## ABOUT THIS EXERCISE
Print the first line of the data below and every one after it, through the line containing "impl Default for", exactly as written.

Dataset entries
* * * * * * *

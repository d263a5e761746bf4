//! Parse, resolve and splice, recursively.
//!
//! [`Expander`] owns the environment, the throttle and the optional content
//! cache for one configuration, and drives the pipeline:
//!
//! 1. parse the text into actions,
//! 2. resolve all actions concurrently,
//! 3. expand whole-file imports recursively, each relative to its own
//!    directory and under an [`ExpansionStack`] extended with its path,
//! 4. splice every result over its directive.
//!
//! Only whole-file imports recurse. Line ranges, symbols, globs, URLs and
//! command output are spliced verbatim, so fetched or generated text never
//! triggers further imports or commands.
//!
//! The first failure anywhere aborts the whole expansion; sibling work still
//! in flight is dropped.

use super::resolver::Resolver;
use super::{ExpansionStack, ResolvedImport};
use crate::cache::ContentCache;
use crate::constants::default_parallelism;
use crate::core::ImportError;
use crate::env::ExecutionEnvironment;
use crate::markdown::parse_imports;
use crate::tokens::TokenBudget;
use crate::utils::throttle::Throttle;
use futures::future::try_join_all;
use std::path::Path;

/// Knobs for an [`Expander`].
#[derive(Debug, Clone, PartialEq, Eq)]
pub struct ExpandOptions {
    /// Throttle permits shared by all resolutions
    pub max_parallel: usize,
    /// Skip cache lookups (fresh bodies are still stored)
    pub bypass_cache: bool,
    /// Budget applied to the fully expanded text, if any
    pub budget: Option<TokenBudget>,
}

impl Default for ExpandOptions {
    fn default() -> Self {
        Self {
            max_parallel: default_parallelism(),
            bypass_cache: false,
            budget: Some(TokenBudget::default()),
        }
    }
}

/// Drives import expansion for documents.
pub struct Expander<E> {
    env: E,
    cache: Option<ContentCache>,
    throttle: Throttle,
    options: ExpandOptions,
}

impl<E: ExecutionEnvironment> Expander<E> {
    /// Create an expander without a content cache.
    ///
    /// # Errors
    ///
    /// Returns [`ImportError::InvalidThrottle`] if `max_parallel` is zero.
    pub fn new(env: E, options: ExpandOptions) -> Result<Self, ImportError> {
        let throttle = Throttle::new(options.max_parallel)?;
        Ok(Self {
            env,
            cache: None,
            throttle,
            options,
        })
    }

    /// Cache URL imports in `cache`.
    #[must_use]
    pub fn with_cache(mut self, cache: ContentCache) -> Self {
        self.cache = Some(cache);
        self
    }

    /// The environment all I/O goes through.
    pub const fn env(&self) -> &E {
        &self.env
    }

    /// The options this expander was built with.
    pub const fn options(&self) -> &ExpandOptions {
        &self.options
    }

    fn resolver(&self) -> Resolver<'_, E> {
        Resolver::new(&self.env, &self.throttle)
            .with_cache(self.cache.as_ref(), self.options.bypass_cache)
    }

    /// One parse and resolve pass over `text`, without recursion or splicing.
    ///
    /// The result is aligned with the parsed actions: splicing each
    /// `content` over its `action.original()` at `action.index()` yields the
    /// expanded text.
    pub async fn resolve_document(
        &self,
        text: &str,
        cwd: &Path,
    ) -> Result<Vec<ResolvedImport>, ImportError> {
        self.resolver().resolve_all(parse_imports(text), cwd, &ExpansionStack::new()).await
    }

    /// Fully expand `text`, resolving relative imports against `cwd`.
    pub async fn expand(&self, text: &str, cwd: &Path) -> Result<String, ImportError> {
        let expanded = self.expand_inner(text, cwd, ExpansionStack::new()).await?;
        self.check_budget(&expanded)?;
        Ok(expanded)
    }

    /// Fully expand the file at `path`.
    ///
    /// The file itself seeds the cycle guard, so an import of the root
    /// document from anywhere below it is rejected.
    pub async fn expand_file(&self, path: &Path) -> Result<String, ImportError> {
        let root_error = |e: anyhow::Error| ImportError::Io {
            path: path.display().to_string(),
            reason: format!("{e:#}"),
            directive: path.display().to_string(),
            index: 0,
        };
        if !self.env.file_exists(path).await {
            return Err(ImportError::FileNotFound {
                path: path.display().to_string(),
                directive: path.display().to_string(),
                index: 0,
            });
        }
        let canonical = self.env.canonicalize(path).await.map_err(root_error)?;
        let text = self.env.read_text(&canonical).await.map_err(root_error)?;
        let cwd = canonical.parent().unwrap_or_else(|| Path::new("/"));

        tracing::debug!("Expanding {}", canonical.display());
        let expanded = self.expand_inner(&text, cwd, ExpansionStack::root(&canonical)).await?;
        self.check_budget(&expanded)?;
        Ok(expanded)
    }

    async fn expand_inner(
        &self,
        text: &str,
        cwd: &Path,
        stack: ExpansionStack,
    ) -> Result<String, ImportError> {
        let actions = parse_imports(text);
        if actions.is_empty() {
            return Ok(text.to_string());
        }

        let resolved = self.resolver().resolve_all(actions, cwd, &stack).await?;
        let stack = &stack;
        let expanded = try_join_all(resolved.into_iter().map(|import| async move {
            let Some(path) = import.expand_from.clone() else {
                return Ok::<_, ImportError>(import);
            };
            let child_stack = stack.descend(&path).map_err(|chain| ImportError::CircularImport {
                chain,
                directive: import.action.original().to_string(),
                index: import.action.index(),
            })?;
            let child_cwd = path.parent().unwrap_or(cwd);
            let content = Box::pin(self.expand_inner(&import.content, child_cwd, child_stack)).await?;
            Ok(ResolvedImport {
                content,
                ..import
            })
        }))
        .await?;

        Ok(splice(text, &expanded))
    }

    fn check_budget(&self, expanded: &str) -> Result<(), ImportError> {
        if let Some(budget) = &self.options.budget {
            budget.check(expanded)?;
        }
        Ok(())
    }
}

/// Replace each resolved directive in `text` with its content.
///
/// `resolved` must be sorted by index and non-overlapping, as produced by
/// the parser.
///
/// ```rust
/// use mdimport::imports::{ImportAction, ResolvedImport, splice};
///
/// let action = ImportAction::Command {
///     command: "date".to_string(),
///     original: "!`date`".to_string(),
///     index: 6,
/// };
/// let resolved = vec![ResolvedImport { action, content: "Monday".to_string(), expand_from: None }];
/// assert_eq!(splice("Today !`date`.", &resolved), "Today Monday.");
/// ```
#[must_use]
pub fn splice(text: &str, resolved: &[ResolvedImport]) -> String {
    let mut out = String::with_capacity(text.len());
    let mut cursor = 0;
    for import in resolved {
        let start = import.action.index();
        if start < cursor || start > text.len() {
            continue;
        }
        out.push_str(&text[cursor..start]);
        out.push_str(&import.content);
        cursor = import.action.end().min(text.len());
    }
    out.push_str(&text[cursor..]);
    out
}

#[cfg(test)]
mod tests {
    use super::*;
    use crate::test_utils::MemoryEnvironment;
    use std::path::PathBuf;

    fn expander(env: MemoryEnvironment) -> Expander<MemoryEnvironment> {
        Expander::new(
            env,
            ExpandOptions {
                max_parallel: 4,
                ..ExpandOptions::default()
            },
        )
        .unwrap()
    }

    #[tokio::test]
    async fn test_plain_text_is_unchanged() {
        let expander = expander(MemoryEnvironment::new());
        let text = "No imports here.\n";
        assert_eq!(expander.expand(text, Path::new("/docs")).await.unwrap(), text);
        assert!(expander.env().logs().is_empty());
    }

    #[tokio::test]
    async fn test_nested_imports_resolve_relative_to_importing_file() {
        let env = MemoryEnvironment::new()
            .with_file("/docs/index.md", "Top\n@./guide/intro.md\nEnd")
            .with_file("/docs/guide/intro.md", "Intro [@./parts/one.md]")
            .with_file("/docs/guide/parts/one.md", "ONE");
        let expander = expander(env);

        let out = expander.expand_file(Path::new("/docs/index.md")).await.unwrap();
        assert_eq!(out, "Top\nIntro [ONE]\nEnd");
    }

    #[tokio::test]
    async fn test_cycle_reports_full_chain() {
        let env = MemoryEnvironment::new()
            .with_file("/docs/A.md", "A imports @./B.md")
            .with_file("/docs/B.md", "B imports @./A.md");
        let expander = expander(env);

        let err = expander.expand_file(Path::new("/docs/A.md")).await.unwrap_err();
        assert!(matches!(err, ImportError::CircularImport { .. }));
        assert!(err.to_string().contains("/docs/A.md -> /docs/B.md -> /docs/A.md"));
    }

    #[tokio::test]
    async fn test_diamond_imports_are_allowed() {
        let env = MemoryEnvironment::new()
            .with_file("/d/A.md", "@./B.md + @./C.md")
            .with_file("/d/B.md", "b(@./D.md)")
            .with_file("/d/C.md", "c(@./D.md)")
            .with_file("/d/D.md", "d");
        let expander = expander(env);

        let out = expander.expand_file(Path::new("/d/A.md")).await.unwrap();
        assert_eq!(out, "b(d) + c(d)");
    }

    #[tokio::test]
    async fn test_generated_content_is_not_reexpanded() {
        let env = MemoryEnvironment::new()
            .with_command_stdout("cat notes", "@./secret.md !`rm -rf x`")
            .with_file("/docs/code.md", "line1\n@./other.md\nline3");
        let expander = expander(env);

        let out = expander
            .expand("!`cat notes` | @./code.md:2-2", Path::new("/docs"))
            .await
            .unwrap();

        assert_eq!(out, "@./secret.md !`rm -rf x` | @./other.md");
        assert_eq!(expander.env().exec_requests().len(), 1);
    }

    #[tokio::test]
    async fn test_first_failure_aborts() {
        let env = MemoryEnvironment::new().with_file("/docs/ok.md", "fine");
        let expander = expander(env);

        let err = expander.expand("@./ok.md @./missing.md", Path::new("/docs")).await.unwrap_err();
        assert!(matches!(err, ImportError::FileNotFound { index: 9, .. }));
    }

    #[tokio::test]
    async fn test_budget_exceeded() {
        let env = MemoryEnvironment::new().with_file("/docs/big.md", &"word ".repeat(400));
        let expander = Expander::new(
            env,
            ExpandOptions {
                max_parallel: 2,
                bypass_cache: false,
                budget: Some(TokenBudget::new(10, 50)),
            },
        )
        .unwrap();

        let err = expander.expand("@./big.md", Path::new("/docs")).await.unwrap_err();
        assert!(matches!(err, ImportError::BudgetExceeded { max: 50, .. }));
    }

    #[tokio::test]
    async fn test_resolve_document_is_one_pass() {
        let env = MemoryEnvironment::new()
            .with_file("/docs/a.md", "@./b.md")
            .with_file("/docs/b.md", "B");
        let expander = expander(env);

        let resolved = expander.resolve_document("x @./a.md", Path::new("/docs")).await.unwrap();

        assert_eq!(resolved.len(), 1);
        assert_eq!(resolved[0].content, "@./b.md");
        assert_eq!(resolved[0].expand_from, Some(PathBuf::from("/docs/a.md")));
        assert_eq!(splice("x @./a.md", &resolved), "x @./b.md");
    }

    #[test]
    fn test_zero_parallelism_rejected() {
        let result = Expander::new(
            MemoryEnvironment::new(),
            ExpandOptions {
                max_parallel: 0,
                ..ExpandOptions::default()
            },
        );
        assert!(matches!(result, Err(ImportError::InvalidThrottle { permits: 0 })));
    }
}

* * * * * * *

## RESPONSE TO THIS EXERCISE
repository d263a5e761746bf4
//! Parse, resolve and splice, recursively.
//!
//! [`Expander`] owns the environment, the throttle and the optional content
//! cache for one configuration, and drives the pipeline:
//!
//! 1. parse the text into actions,
//! 2. resolve all actions concurrently,
//! 3. expand whole-file imports recursively, each relative to its own
//!    directory and under an [`ExpansionStack`] extended with its path,
//! 4. splice every result over its directive.
//!
//! Only whole-file imports recurse. Line ranges, symbols, globs, URLs and
//! command output are spliced verbatim, so fetched or generated text never
//! triggers further imports or commands.
//!
//! The first failure anywhere aborts the whole expansion; sibling work still
//! in flight is dropped.

use super::resolver::Resolver;
use super::{ExpansionStack, ResolvedImport};
use crate::cache::ContentCache;
use crate::constants::default_parallelism;
use crate::core::ImportError;
use crate::env::ExecutionEnvironment;
use crate::markdown::parse_imports;
use crate::tokens::TokenBudget;
use crate::utils::throttle::Throttle;
use futures::future::try_join_all;
use std::path::Path;

/// Knobs for an [`Expander`].
#[derive(Debug, Clone, PartialEq, Eq)]
pub struct ExpandOptions {
    /// Throttle permits shared by all resolutions
    pub max_parallel: usize,
    /// Skip cache lookups (fresh bodies are still stored)
    pub bypass_cache: bool,
    /// Budget applied to the fully expanded text, if any
    pub budget: Option<TokenBudget>,
}

impl Default for ExpandOptions {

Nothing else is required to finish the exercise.